··· RECORDED DATA

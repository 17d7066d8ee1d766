pub mod agent;
pub mod audit;
pub mod config;
pub mod environment;
pub mod errors;
pub mod memory;
pub mod pipeline;
pub mod policy;
pub mod registry;
pub mod schema;
pub mod types;

pub use agent::Agent;
pub use audit::{AuditEvent, AuditOutcome, AuditSink, InMemoryAuditSink};
pub use config::{AppConfig, ConfigError, ConfigOverrides, LoadOptions, LogFormat};
pub use environment::{EnvironmentTier, TierRestrictions};
pub use errors::{
    AgentError, ConfigurationError, ExecutionError, FrameworkError, RegistryError,
    ValidationError,
};
pub use memory::{WorkingMemory, WorkingState};
pub use pipeline::{Pipeline, PipelineCoordinator, PipelineResult, Stage, StageFailure};
pub use policy::{
    HookResult, PolicyDecision, PolicyEngine, PolicyGate, PolicyHook,
};
pub use registry::{
    register_with_capabilities, AgentMetadataEntry, AgentRegistry, CapabilityRegistry,
};
pub use schema::validate_against_schema;
pub use types::{
    AgentContext, AgentInput, AgentMetadata, AgentOutput, Context, ExecutionPhase, OrgProfile,
    PolicyReport, PolicyViolation, Severity,
};
use std::process::ExitCode;

fn main() -> ExitCode {
    ano_cli::run()
}
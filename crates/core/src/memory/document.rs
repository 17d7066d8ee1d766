use chrono::{DateTime, SecondsFormat, Utc};

use crate::memory::{
    BlockerInfo, BlockerSeverity, MemoryError, SessionEntry, TaskInfo, TaskStatus, WorkingState,
};

const TITLE: &str = "**Title**:";
const STATUS: &str = "**Status**:";
const ASSIGNED: &str = "**Assigned**:";
const DESCRIPTION: &str = "**Description**:";
const ACTION: &str = "**Action**:";
const OUTCOME: &str = "**Outcome**:";
const CREATED: &str = "*Created:";

#[derive(Clone, Copy, Debug, PartialEq, Eq)]
enum Section {
    CurrentTask,
    Context,
    NextSteps,
    Blockers,
    HandoffNotes,
    FilesModified,
    DecisionsMade,
    SessionHistory,
    Unknown,
}

impl Section {
    fn from_heading(heading: &str) -> Self {
        match heading {
            "Current Task" => Self::CurrentTask,
            "Context" => Self::Context,
            "Next Steps" => Self::NextSteps,
            "Blockers" => Self::Blockers,
            "Handoff Notes" => Self::HandoffNotes,
            "Files Modified" => Self::FilesModified,
            "Decisions Made" => Self::DecisionsMade,
            "Session History" => Self::SessionHistory,
            _ => Self::Unknown,
        }
    }
}

pub fn format_timestamp(timestamp: &DateTime<Utc>) -> String {
    timestamp.to_rfc3339_opts(SecondsFormat::AutoSi, true)
}

fn parse_timestamp(value: &str) -> Result<DateTime<Utc>, MemoryError> {
    DateTime::parse_from_rfc3339(value.trim())
        .map(|timestamp| timestamp.with_timezone(&Utc))
        .map_err(|source| MemoryError::InvalidTimestamp { value: value.to_string(), source })
}

/// Renders the human-editable `WORKING.md` document.
pub fn render_working_state(state: &WorkingState) -> String {
    let mut lines: Vec<String> = vec!["# Agent Working Memory".into(), String::new()];

    section(&mut lines, "Current Task");
    match &state.current_task {
        Some(task) => {
            paragraph(&mut lines, format!("{TITLE} {}", task.title));
            paragraph(&mut lines, format!("{STATUS} {}", task.status.as_str()));
            paragraph(&mut lines, format!("{ASSIGNED} {}", format_timestamp(&task.assigned_at)));
            if !task.description.is_empty() {
                paragraph(&mut lines, format!("{DESCRIPTION} {}", task.description));
            }
        }
        None => paragraph(&mut lines, "No active task.".into()),
    }

    section(&mut lines, "Context");
    list(&mut lines, &state.context, |item| format!("- {item}"), "No context items.");

    section(&mut lines, "Next Steps");
    if state.next_steps.is_empty() {
        paragraph(&mut lines, "No next steps defined.".into());
    } else {
        lines.extend(state.next_steps.iter().enumerate().map(|(index, step)| format!("{}. {step}", index + 1)));
        lines.push(String::new());
    }

    section(&mut lines, "Blockers");
    if state.blockers.is_empty() {
        paragraph(&mut lines, "No blockers.".into());
    }
    for blocker in &state.blockers {
        paragraph(
            &mut lines,
            format!("### {}: {}", blocker.severity.as_str().to_uppercase(), blocker.description),
        );
        paragraph(&mut lines, format!("{CREATED} {}*", format_timestamp(&blocker.created_at)));
    }

    section(&mut lines, "Handoff Notes");
    if state.handoff_notes.is_empty() {
        paragraph(&mut lines, "No handoff notes.".into());
    } else {
        paragraph(&mut lines, state.handoff_notes.clone());
    }

    section(&mut lines, "Files Modified");
    list(&mut lines, &state.files_modified, |path| format!("- `{path}`"), "No files modified.");

    section(&mut lines, "Decisions Made");
    list(&mut lines, &state.decisions_made, |decision| format!("- {decision}"), "No decisions recorded.");

    section(&mut lines, "Session History");
    if state.session_history.is_empty() {
        paragraph(&mut lines, "No session history.".into());
    }
    for entry in &state.session_history {
        paragraph(&mut lines, format!("### {}", format_timestamp(&entry.timestamp)));
        paragraph(&mut lines, format!("{ACTION} {}", entry.action));
        paragraph(&mut lines, format!("{OUTCOME} {}", entry.outcome));
    }

    lines.join("\n")
}

fn section(lines: &mut Vec<String>, heading: &str) {
    lines.push(format!("## {heading}"));
    lines.push(String::new());
}

fn paragraph(lines: &mut Vec<String>, text: String) {
    lines.push(text);
    lines.push(String::new());
}

fn list(lines: &mut Vec<String>, items: &[String], render: impl Fn(&str) -> String, empty: &str) {
    if items.is_empty() {
        paragraph(lines, empty.to_string());
        return;
    }
    lines.extend(items.iter().map(|item| render(item)));
    lines.push(String::new());
}

/// Parses a document produced by [`render_working_state`] (or edited by
/// hand in the same layout). Unknown sections and stray lines are ignored.
pub fn parse_working_state(markdown: &str) -> Result<WorkingState, MemoryError> {
    let mut state = WorkingState::default();
    let mut current = Section::Unknown;
    let mut pending_blocker: Option<(BlockerSeverity, String)> = None;
    let mut pending_session: Option<(DateTime<Utc>, Option<String>)> = None;

    for raw in markdown.lines() {
        let line = raw.trim();

        if let Some(heading) = line.strip_prefix("## ") {
            current = Section::from_heading(heading.trim());
            continue;
        }

        match current {
            Section::CurrentTask => parse_task_line(&mut state, line)?,
            Section::Context => {
                if let Some(item) = line.strip_prefix("- ") {
                    state.context.push(item.to_string());
                }
            }
            Section::NextSteps => {
                if line.starts_with(|c: char| c.is_ascii_digit()) {
                    if let Some((_, step)) = line.split_once(". ") {
                        state.next_steps.push(step.to_string());
                    }
                }
            }
            Section::Blockers => {
                if let Some(header) = line.strip_prefix("### ") {
                    if let Some((severity, description)) = header.split_once(':') {
                        pending_blocker =
                            Some((BlockerSeverity::parse_lenient(severity), description.trim().to_string()));
                    }
                } else if let Some(created) = line.strip_prefix(CREATED) {
                    if let Some((severity, description)) = pending_blocker.take() {
                        state.blockers.push(BlockerInfo {
                            description,
                            severity,
                            created_at: parse_timestamp(created.trim_end_matches('*'))?,
                        });
                    }
                }
            }
            Section::HandoffNotes => {
                if !line.is_empty() && !line.starts_with('#') && line != "No handoff notes." {
                    if !state.handoff_notes.is_empty() {
                        state.handoff_notes.push('\n');
                    }
                    state.handoff_notes.push_str(line);
                }
            }
            Section::FilesModified => {
                if let Some(path) = line.strip_prefix("- `").and_then(|rest| rest.strip_suffix('`')) {
                    state.files_modified.push(path.to_string());
                }
            }
            Section::DecisionsMade => {
                if let Some(decision) = line.strip_prefix("- ") {
                    state.decisions_made.push(decision.to_string());
                }
            }
            Section::SessionHistory => {
                if let Some(timestamp) = line.strip_prefix("### ") {
                    flush_session(&mut state, pending_session.take());
                    pending_session = Some((parse_timestamp(timestamp)?, None));
                } else if let Some(action) = line.strip_prefix(ACTION) {
                    if let Some((_, slot)) = pending_session.as_mut() {
                        *slot = Some(action.trim().to_string());
                    }
                } else if let Some(outcome) = line.strip_prefix(OUTCOME) {
                    if let Some((timestamp, Some(action))) = pending_session.take() {
                        state.session_history.push(SessionEntry {
                            timestamp,
                            action,
                            outcome: outcome.trim().to_string(),
                        });
                    }
                }
            }
            Section::Unknown => {}
        }
    }

    flush_session(&mut state, pending_session);
    Ok(state)
}

fn parse_task_line(state: &mut WorkingState, line: &str) -> Result<(), MemoryError> {
    if let Some(title) = line.strip_prefix(TITLE) {
        state.current_task = Some(TaskInfo::new(title.trim(), ""));
        return Ok(());
    }

    let Some(task) = state.current_task.as_mut() else {
        return Ok(());
    };
    if let Some(status) = line.strip_prefix(STATUS) {
        task.status = TaskStatus::parse_lenient(status);
    } else if let Some(assigned) = line.strip_prefix(ASSIGNED) {
        task.assigned_at = parse_timestamp(assigned)?;
    } else if let Some(description) = line.strip_prefix(DESCRIPTION) {
        task.description = description.trim().to_string();
    }
    Ok(())
}

fn flush_session(state: &mut WorkingState, pending: Option<(DateTime<Utc>, Option<String>)>) {
    if let Some((timestamp, Some(action))) = pending {
        state.session_history.push(SessionEntry { timestamp, action, outcome: String::new() });
    }
}
use ano_core::config::AppConfig;
use ano_core::registry::AgentMetadataEntry;
use serde::Serialize;

use crate::commands::{builtin_registries, offline_llm, CommandResult};

#[derive(Debug, Serialize)]
struct AgentsReport<'a> {
    command: &'static str,
    status: &'static str,
    team: Option<&'a str>,
    capability: Option<&'a str>,
    /// Providers of `capability` from the capability index, when filtered.
    providers: Option<Vec<String>>,
    agents: Vec<&'a AgentMetadataEntry>,
}

pub fn run(config: &AppConfig, team: Option<&str>, capability: Option<&str>) -> CommandResult {
    let (agents, capabilities) = builtin_registries(offline_llm(config));
    let listed = agents.list_agents(team, capability);

    let report = AgentsReport {
        command: "agents",
        status: "ok",
        team,
        capability,
        providers: capability.map(|capability| capabilities.get_providers(capability)),
        agents: listed,
    };
    CommandResult::report(0, &report)
}
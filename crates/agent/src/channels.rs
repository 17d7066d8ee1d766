use std::collections::HashMap;
use std::sync::{Arc, Mutex};

use async_trait::async_trait;
use serde_json::{json, Map, Value};
use tracing::{info, warn};

use ano_core::agent::Agent;
use ano_core::errors::AgentError;
use ano_core::types::{AgentContext, AgentInput, AgentOutput, Context};

/// Turns kept per sender and replayed to the agent as conversation history.
pub const HISTORY_TURNS: usize = 5;

/// A deployment surface (terminal, chat widget, messaging bot) that routes
/// inbound text to an agent and returns the reply text.
#[async_trait]
pub trait Channel: Send + Sync {
    fn name(&self) -> &str;

    async fn handle_message(
        &self,
        sender_id: &str,
        text: &str,
        metadata: Option<&Context>,
    ) -> Result<String, AgentError>;
}

pub struct AgentChannel {
    name: String,
    agent: Arc<dyn Agent>,
    context: AgentContext,
    input_field: String,
    response_field: String,
    history: Mutex<HashMap<String, Vec<Value>>>,
}

impl AgentChannel {
    /// Forwards messages under `message` and reads the reply from `response`.
    pub fn new(name: impl Into<String>, agent: Arc<dyn Agent>, context: AgentContext) -> Self {
        Self {
            name: name.into(),
            agent,
            context,
            input_field: "message".to_string(),
            response_field: "response".to_string(),
            history: Mutex::new(HashMap::new()),
        }
    }

    pub fn with_fields(mut self, input_field: impl Into<String>, response_field: impl Into<String>) -> Self {
        self.input_field = input_field.into();
        self.response_field = response_field.into();
        self
    }

    pub fn agent_name(&self) -> &str {
        self.agent.name()
    }

    fn recent_history(&self, sender_id: &str) -> Vec<Value> {
        let history = match self.history.lock() {
            Ok(guard) => guard,
            Err(poisoned) => poisoned.into_inner(),
        };
        history
            .get(sender_id)
            .map(|turns| turns.iter().rev().take(HISTORY_TURNS).rev().cloned().collect())
            .unwrap_or_default()
    }

    fn remember(&self, sender_id: &str, text: &str, reply: &str) {
        let mut history = match self.history.lock() {
            Ok(guard) => guard,
            Err(poisoned) => poisoned.into_inner(),
        };
        let turns = history.entry(sender_id.to_string()).or_default();
        turns.push(json!({"role": "user", "content": text}));
        turns.push(json!({"role": "assistant", "content": reply}));
        let excess = turns.len().saturating_sub(HISTORY_TURNS * 2);
        turns.drain(..excess);
    }

    fn render(&self, output: &AgentOutput) -> String {
        let mut reply = match output.get(&self.response_field) {
            Some(Value::String(text)) => text.clone(),
            Some(other) => other.to_string(),
            None => Value::Object(output.result.clone()).to_string(),
        };

        let followups: Vec<&str> = output
            .get("suggested_followups")
            .and_then(Value::as_array)
            .map(|items| items.iter().filter_map(Value::as_str).collect())
            .unwrap_or_default();
        if !followups.is_empty() {
            reply.push_str("\n\nYou might also ask:");
            for followup in followups {
                reply.push_str(&format!("\n- {followup}"));
            }
        }
        reply
    }
}

#[async_trait]
impl Channel for AgentChannel {
    fn name(&self) -> &str {
        &self.name
    }

    async fn handle_message(
        &self,
        sender_id: &str,
        text: &str,
        metadata: Option<&Context>,
    ) -> Result<String, AgentError> {
        let text = text.trim();
        if text.is_empty() {
            return Err(AgentError::InvalidInput("empty message".to_string()));
        }

        let mut caller_context = Map::new();
        caller_context.insert("sender_id".to_string(), Value::String(sender_id.to_string()));
        caller_context.insert("conversation_history".to_string(), Value::Array(self.recent_history(sender_id)));
        if let Some(metadata) = metadata {
            caller_context.extend(metadata.clone());
        }

        let mut data = Map::new();
        data.insert(self.input_field.clone(), Value::String(text.to_string()));
        data.insert("context".to_string(), Value::Object(caller_context));

        info!(
            event_name = "channel.message.received",
            channel = %self.name,
            agent = self.agent.name(),
            sender = sender_id,
            "routing channel message"
        );
        let output = match self.agent.execute(AgentInput::new(data, self.context.clone())).await {
            Ok(output) => output,
            Err(err) => {
                warn!(
                    event_name = "channel.message.failed",
                    channel = %self.name,
                    sender = sender_id,
                    error = %err,
                    "agent could not answer channel message"
                );
                return Err(err);
            }
        };

        let reply = self.render(&output);
        self.remember(sender_id, text, &reply);
        Ok(reply)
    }
}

······

Only a number is wanted here: the count of lines in the data that contain the string "document".

--- EXPECTED ANSWER ---
3